* _EXERCISE AIM_: Each line that contains the word "datacenters" is to be copied from the records below.
INFORMATION: Begin
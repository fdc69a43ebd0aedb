use anyhow::{Context, Result};
use serde::Deserialize;
use std::{collections::BTreeMap, fs::File, path::Path};
use tracing::info;

use super::{Datacenter, InventoryResolver, ResolveError};

/// An inventory snapshot read from YAML, for running without a live
/// vCenter connection.
///
/// ```yaml
/// datacenters:
///   datacenter-2: /DC1
/// resource_pools:
///   Cluster/Resources: resgroup-8
///   web: resgroup-v12
/// networks:
///   VM Network: network-11
/// datastore_clusters:
///   ssd-pod: group-p5
/// ```
#[derive(Debug, Clone, Default, Deserialize)]
#[serde(deny_unknown_fields)]
pub struct StaticInventory {
    /// Datacenter id → absolute inventory path.
    #[serde(default)]
    pub datacenters: BTreeMap<String, String>,
    /// Pool path (`parent/name` or `name`) → identifier.
    #[serde(default)]
    pub resource_pools: BTreeMap<String, String>,
    #[serde(default)]
    pub networks: BTreeMap<String, String>,
    #[serde(default)]
    pub datastore_clusters: BTreeMap<String, String>,
}

impl StaticInventory {
    pub fn load<P: AsRef<Path>>(path: P) -> Result<Self> {
        let path = path.as_ref();
        let file =
            File::open(path).with_context(|| format!("opening inventory {}", path.display()))?;
        let inventory: Self = serde_yaml::from_reader(file)
            .with_context(|| format!("parsing inventory {}", path.display()))?;
        info!(
            datacenters = inventory.datacenters.len(),
            resource_pools = inventory.resource_pools.len(),
            networks = inventory.networks.len(),
            datastore_clusters = inventory.datastore_clusters.len(),
            "loaded static inventory from {}",
            path.display()
        );
        Ok(inventory)
    }

    pub fn datacenter(&self, id: &str) -> Result<Datacenter, ResolveError> {
        self.datacenters
            .get(id)
            .map(|path| Datacenter {
                id: id.to_string(),
                inventory_path: path.trim_end_matches('/').to_string(),
            })
            .ok_or_else(|| ResolveError::UnknownDatacenter { id: id.to_string() })
    }

    /// Exact key, or the key left after stripping `<datacenter>/<area>/`.
    fn lookup(
        table: &BTreeMap<String, String>,
        kind: &'static str,
        name: &str,
        datacenter: &Datacenter,
        area: &str,
    ) -> Result<String, ResolveError> {
        let prefix = format!("{}/{}/", datacenter.inventory_path, area);
        table
            .get(name)
            .or_else(|| name.strip_prefix(&prefix).and_then(|rel| table.get(rel)))
            .cloned()
            .ok_or_else(|| ResolveError::NotFound {
                kind,
                name: name.to_string(),
            })
    }
}

/// Trim slashes off a folder path; the empty path is the root, `/`.
fn normalize_folder(path: &str) -> String {
    let trimmed = path.trim_matches('/');
    if trimmed.is_empty() {
        "/".to_string()
    } else {
        trimmed.to_string()
    }
}

impl InventoryResolver for StaticInventory {
    fn resolve_folder(&self, path_hint: &str) -> Result<String, ResolveError> {
        let hint = path_hint.trim_end_matches('/');
        let relative = self
            .datacenters
            .iter()
            .filter_map(|(id, _)| self.datacenter(id).ok())
            .find_map(|dc| {
                let root = dc.vm_root();
                hint.strip_prefix(&root)
                    .filter(|rest| rest.is_empty() || rest.starts_with('/'))
                    .map(str::to_string)
            })
            .ok_or_else(|| ResolveError::OutsideRoot {
                path: path_hint.to_string(),
            })?;

        // the last element names the machine's vApp, the rest is its folder
        let parent = relative.rsplit_once('/').map(|(dir, _)| dir).unwrap_or("");
        Ok(normalize_folder(parent))
    }

    fn resolve_resource_pool(
        &self,
        vapp: &str,
        pool: &str,
        datacenter: &Datacenter,
    ) -> Result<String, ResolveError> {
        let nested = if pool.is_empty() || vapp.is_empty() {
            None
        } else {
            Some(format!("{pool}/{vapp}"))
        };
        let own = if vapp.is_empty() { pool } else { vapp };

        nested
            .iter()
            .map(String::as_str)
            .chain(std::iter::once(own))
            .filter(|key| !key.is_empty())
            .find_map(|key| {
                Self::lookup(&self.resource_pools, "resource pool", key, datacenter, "host").ok()
            })
            .ok_or_else(|| ResolveError::NotFound {
                kind: "resource pool",
                name: if pool.is_empty() {
                    vapp.to_string()
                } else {
                    format!("{vapp}:{pool}")
                },
            })
    }

    fn resolve_network(&self, path: &str, datacenter: &Datacenter) -> Result<String, ResolveError> {
        Self::lookup(&self.networks, "network", path, datacenter, "network")
    }

    fn resolve_datastore_cluster(
        &self,
        name: &str,
        datacenter: &Datacenter,
    ) -> Result<String, ResolveError> {
        Self::lookup(
            &self.datastore_clusters,
            "datastore cluster",
            name,
            datacenter,
            "datastore",
        )
    }
}

#[cfg(test)]
mod tests {
    use super::*;
    use std::io::Write;
    use tempfile::NamedTempFile;

    const YAML: &str = r#"
datacenters:
  datacenter-2: /DC1
  datacenter-9: /Lab/DC9/
resource_pools:
  Cluster/Resources: resgroup-8
  web: resgroup-v12
  prod/web: resgroup-v40
  prod: resgroup-30
networks:
  VM Network: network-11
  dmz/frontend: dvportgroup-20
datastore_clusters:
  ssd-pod: group-p5
"#;

    fn inventory() -> StaticInventory {
        serde_yaml::from_str(YAML).expect("fixture parses")
    }

    #[test]
    fn loads_from_file() -> Result<()> {
        let mut tmp = NamedTempFile::new()?;
        tmp.write_all(YAML.as_bytes())?;
        let inv = StaticInventory::load(tmp.path())?;
        assert_eq!(inv.networks.len(), 2);
        Ok(())
    }

    #[test]
    fn rejects_unknown_sections() {
        let res: Result<StaticInventory, _> = serde_yaml::from_str("hosts: {}\n");
        assert!(res.is_err());
    }

    #[test]
    fn datacenter_paths_are_trimmed() {
        let inv = inventory();
        let dc = inv.datacenter("datacenter-9").unwrap();
        assert_eq!(dc.inventory_path, "/Lab/DC9");
        assert_eq!(dc.vm_root(), "/Lab/DC9/vm");
        assert!(matches!(
            inv.datacenter("datacenter-404"),
            Err(ResolveError::UnknownDatacenter { .. })
        ));
    }

    #[test]
    fn folder_is_parent_of_vapp_token() {
        let inv = inventory();
        assert_eq!(inv.resolve_folder("/DC1/vm/web").unwrap(), "/");
        assert_eq!(inv.resolve_folder("/DC1/vm/prod/web").unwrap(), "prod");
        assert_eq!(inv.resolve_folder("/DC1/vm/prod/team/web:pool").unwrap(), "prod/team");
        assert_eq!(inv.resolve_folder("/Lab/DC9/vm/qa/app").unwrap(), "qa");
        assert!(matches!(
            inv.resolve_folder("/DC2/vm/web"),
            Err(ResolveError::OutsideRoot { .. })
        ));
        assert!(inv.resolve_folder("/DC1/vmware/web").is_err());
    }

    #[test]
    fn resource_pool_prefers_nested_path() {
        let inv = inventory();
        let dc = inv.datacenter("datacenter-2").unwrap();
        assert_eq!(inv.resolve_resource_pool("web", "", &dc).unwrap(), "resgroup-v12");
        assert_eq!(inv.resolve_resource_pool("web", "prod", &dc).unwrap(), "resgroup-v40");
        assert_eq!(inv.resolve_resource_pool("web", "staging", &dc).unwrap(), "resgroup-v12");
        assert_eq!(inv.resolve_resource_pool("", "prod", &dc).unwrap(), "resgroup-30");
        assert_eq!(
            inv.resolve_resource_pool("/DC1/host/Cluster/Resources", "", &dc).unwrap(),
            "resgroup-8"
        );

        let err = inv.resolve_resource_pool("db", "prod", &dc).unwrap_err();
        assert_eq!(err.to_string(), "resource pool \"db:prod\" not found");
    }

    #[test]
    fn network_and_datastore_lookups() {
        let inv = inventory();
        let dc = inv.datacenter("datacenter-2").unwrap();
        assert_eq!(inv.resolve_network("VM Network", &dc).unwrap(), "network-11");
        assert_eq!(
            inv.resolve_network("/DC1/network/dmz/frontend", &dc).unwrap(),
            "dvportgroup-20"
        );
        assert!(inv.resolve_network("/DC2/network/VM Network", &dc).is_err());
        assert_eq!(inv.resolve_datastore_cluster("ssd-pod", &dc).unwrap(), "group-p5");
        assert_eq!(
            inv.resolve_datastore_cluster("/DC1/datastore/ssd-pod", &dc).unwrap(),
            "group-p5"
        );
        assert!(inv.resolve_datastore_cluster("hdd-pod", &dc).is_err());
    }
}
INFORMATION: End
* _COMPLETED TASK_:
/// datacenters:
    pub datacenters: BTreeMap<String, String>,
            datacenters = inventory.datacenters.len(),
        self.datacenters
            .datacenters
datacenters:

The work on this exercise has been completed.